RIGHT NOW THE ONLY WAY you can sell pi coins is through verified pi merchants. A pi merchant is someone who buys pi coins and resell them to exchanges and crypto whales. Looking forward to hold massive quantities of pi coins before the mainnet launch.
This is because pi network is not doing any pre-sale or ico offerings, the only way to get my coins is from buying from miners. So a merchant facilitates the transactions between the miners and these exchanges holding pi.
I and my friends has sold more than 6000 pi coins successfully with this method. I will be happy to share the contact of my personal pi merchant. The one i trade with, if you have your own merchant you can trade with them. For those who are new.
Message: @Pi_vendor_247 on telegram.
I wouldn't advise you selling all percentage of the pi coins. Leave at least a before so its a win win during open mainnet. Have a nice day pioneers ♥️
#kyc #mainnet #picoins #pi #sellpi #piwallet
#pinetwork
when will pi network coin be available on crypto exchange.DOT TECH
There is no set date for when Pi coins will enter the market.
However, the developers are working hard to get them released as soon as possible.
Once they are available, users will be able to exchange other cryptocurrencies for Pi coins on designated exchanges.
But for now the only way to sell your pi coins is through verified pi vendor.
Here is the telegram contact of my personal pi vendor
@Pi_vendor_247
Empowering the Unbanked: The Vital Role of NBFCs in Promoting Financial Inclu...Vighnesh Shashtri
In India, financial inclusion remains a critical challenge, with a significant portion of the population still unbanked. Non-Banking Financial Companies (NBFCs) have emerged as key players in bridging this gap by providing financial services to those often overlooked by traditional banking institutions. This article delves into how NBFCs are fostering financial inclusion and empowering the unbanked.
how to sell pi coins at high rate quickly.DOT TECH
Where can I sell my pi coins at a high rate.
Pi is not launched yet on any exchange. But one can easily sell his or her pi coins to investors who want to hold pi till mainnet launch.

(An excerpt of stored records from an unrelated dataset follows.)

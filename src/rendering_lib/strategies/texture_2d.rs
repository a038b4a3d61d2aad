// src/rendering_lib/strategies/texture_2d.rs

use super::{build_with_rollback, expand_shades, GpuResources, GridDimensionsUniform, RenderStrategy, StrategyKind};
use crate::rendering_lib::backend::{
    BlendMode, BufferId, BufferKind, DrawCommand, Geometry, GpuBackend, ProgramDescriptor, ProgramId, TexelFormat,
    TextureDescriptor, TextureDimension, TextureId, Topology,
};
use crate::rendering_lib::error::ResourceError;
use crate::rendering_lib::shader::TEXTURE_SHADER_SOURCE;
use crate::rendering_lib::vertex::TexturedVertex;
use crate::volume_lib::{ConfigureOutcome, Dimensions, RendererState};

/// A fixed quad textured with the selected layer. The texture is
/// re-uploaded only when the cache is refreshed.
pub struct Texture2D {
    resources: GpuResources,
    program: ProgramId,
    vertex_buffer: BufferId,
    texture: Option<(TextureId, Dimensions)>,
    texels: Vec<u8>,
}

impl Texture2D {
    pub fn new(gpu: &mut dyn GpuBackend) -> Result<Self, ResourceError> {
        let label = format!("{} Program", StrategyKind::Texture2D.name());
        let ((program, vertex_buffer), resources) = build_with_rollback(gpu, |gpu, res| {
            let vertex_buffer = res.buffer(gpu, "Slice Quad Vertex Buffer", BufferKind::Vertex)?;
            let program = res.program(
                gpu,
                &ProgramDescriptor {
                    label: &label,
                    source: TEXTURE_SHADER_SOURCE,
                    vertex_layout: TexturedVertex::layout(),
                    topology: Topology::TriangleList,
                    blend: BlendMode::Opaque,
                    uniform_size: std::mem::size_of::<GridDimensionsUniform>() as u64,
                    texture: Some(TextureDimension::D2),
                },
            )?;
            Ok((program, vertex_buffer))
        })?;

        Ok(Self { resources, program, vertex_buffer, texture: None, texels: Vec::new() })
    }

    /// Recreates the texture and quad when the grid size changes.
    fn ensure_layout(&mut self, gpu: &mut dyn GpuBackend, dims: Dimensions) -> Result<TextureId, ResourceError> {
        if let Some((id, current)) = self.texture {
            if current.x == dims.x && current.y == dims.y {
                return Ok(id);
            }
            self.resources.release_texture(gpu, id);
            self.texture = None;
        }

        let id = self.resources.texture(
            gpu,
            &TextureDescriptor {
                label: "Slice Texture".to_owned(),
                dimension: TextureDimension::D2,
                width: dims.x,
                height: dims.y,
                depth: 1,
                format: TexelFormat::Rgb8,
            },
        )?;
        self.texture = Some((id, dims));
        gpu.write_buffer(self.vertex_buffer, bytemuck::cast_slice(&slice_quad(dims)))?;
        log::debug!("Texture2D: slice texture {}x{} allocated", dims.x, dims.y);
        Ok(id)
    }
}

/// Two triangles covering the grid, texture v running with grid y.
pub fn slice_quad(dims: Dimensions) -> [TexturedVertex; 6] {
    let (w, h) = (dims.x as f32, dims.y as f32);
    [
        TexturedVertex::new([0.0, 0.0], [0.0, 0.0]),
        TexturedVertex::new([w, 0.0], [1.0, 0.0]),
        TexturedVertex::new([0.0, h], [0.0, 1.0]),
        TexturedVertex::new([0.0, h], [0.0, 1.0]),
        TexturedVertex::new([w, 0.0], [1.0, 0.0]),
        TexturedVertex::new([w, h], [1.0, 1.0]),
    ]
}

impl RenderStrategy for Texture2D {
    fn kind(&self) -> StrategyKind {
        StrategyKind::Texture2D
    }

    fn sync(
        &mut self,
        gpu: &mut dyn GpuBackend,
        state: &RendererState,
        outcome: &ConfigureOutcome,
    ) -> Result<(), ResourceError> {
        if !outcome.refreshed {
            return Ok(());
        }
        let texture = self.ensure_layout(gpu, state.volume().dims())?;
        expand_shades(state.selected_layer(), 3, None, &mut self.texels);
        gpu.write_texture(texture, &self.texels)
    }

    fn render(&mut self, gpu: &mut dyn GpuBackend, state: &RendererState) -> Result<(), ResourceError> {
        let Some((texture, _)) = self.texture else {
            return Ok(());
        };
        let uniform = GridDimensionsUniform::new(state.volume().dims());
        gpu.draw(&DrawCommand {
            program: self.program,
            vertex_buffer: self.vertex_buffer,
            geometry: Geometry::Arrays { vertices: 0..6 },
            texture: Some(texture),
            uniforms: bytemuck::bytes_of(&uniform),
        })
    }

    fn dispose(&mut self, gpu: &mut dyn GpuBackend) {
        self.resources.release_all(gpu);
        self.texture = None;
    }
}

#[cfg(test)]
mod tests {
    use super::*;
    use crate::rendering_lib::headless::HeadlessBackend;
    use crate::rendering_lib::strategies::test_support::*;
    use crate::rendering_lib::strategies::Renderer;

    fn renderer(gpu: &mut HeadlessBackend) -> Renderer {
        Renderer::new(Box::new(Texture2D::new(gpu).unwrap()))
    }

    #[test]
    fn uploads_selected_layer_as_rgb() {
        let mut gpu = HeadlessBackend::new(8, 8);
        let mut renderer = renderer(&mut gpu);
        renderer.configure(&mut gpu, scenario_volume(), window(0)).unwrap();
        renderer.render(&mut gpu).unwrap();

        let texture = gpu.pending_frame().draws[0].texture.unwrap();
        assert_eq!(gpu.texture_data(texture).unwrap(), &[0, 0, 0, 128, 128, 128, 255, 255, 255, 255, 255, 255]);
        assert_eq!(gpu.texture_descriptor(texture).unwrap().format, TexelFormat::Rgb8);
    }

    #[test]
    fn layer_change_reuploads_without_rebuilding_geometry() {
        let mut gpu = HeadlessBackend::new(8, 8);
        let mut renderer = renderer(&mut gpu);
        let volume = scenario_volume();
        renderer.configure(&mut gpu, volume.clone(), window(0)).unwrap();
        renderer.render(&mut gpu).unwrap();
        let texture = gpu.pending_frame().draws[0].texture.unwrap();
        let created = gpu.counters().textures_created;

        let outcome = renderer.configure(&mut gpu, volume.clone(), window(1)).unwrap();
        assert!(outcome.refreshed);
        assert_eq!(gpu.texture_uploads(texture), 2);
        assert_eq!(gpu.counters().textures_created, created);
        assert!(gpu.texture_data(texture).unwrap().iter().all(|t| *t == 255));

        // Nothing changed: no upload.
        renderer.configure(&mut gpu, volume, window(1)).unwrap();
        assert_eq!(gpu.texture_uploads(texture), 2);
    }

    #[test]
    fn new_grid_size_replaces_texture() {
        let mut gpu = HeadlessBackend::new(8, 8);
        let mut renderer = renderer(&mut gpu);
        renderer.configure(&mut gpu, ramp_volume(2, 2, 1), window(0)).unwrap();
        renderer.configure(&mut gpu, ramp_volume(3, 2, 1), window(0)).unwrap();
        let counters = gpu.counters();
        assert_eq!(counters.textures_created, 2);
        assert_eq!(counters.textures_released, 1);
    }

    #[test]
    fn quad_covers_grid() {
        let quad = slice_quad(Dimensions::new(4, 3, 1));
        assert_eq!(quad[5], TexturedVertex::new([4.0, 3.0], [1.0, 1.0]));
    }
}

This means crypto whales want to hold pi. And you can get a good rate for selling pi to them. I will leave the telegram contact of my personal pi vendor below.
A vendor is someone who buys from a miner and resell it to a holder or crypto whale.
Here is the telegram contact of my vendor:
@Pi_vendor_247
Introduction to Indian Financial System ()Avanish Goel
The financial system of a country is an important tool for economic development of the country, as it helps in creation of wealth by linking savings with investments.
It facilitates the flow of funds form the households (savers) to business firms (investors) to aid in wealth creation and development of both the parties
what is the future of Pi Network currency.DOT TECH
The future of the Pi cryptocurrency is uncertain, and its success will depend on several factors. Pi is a relatively new cryptocurrency that aims to be user-friendly and accessible to a wide audience. Here are a few key considerations for its future:
Message: @Pi_vendor_247 on telegram if u want to sell PI COINS.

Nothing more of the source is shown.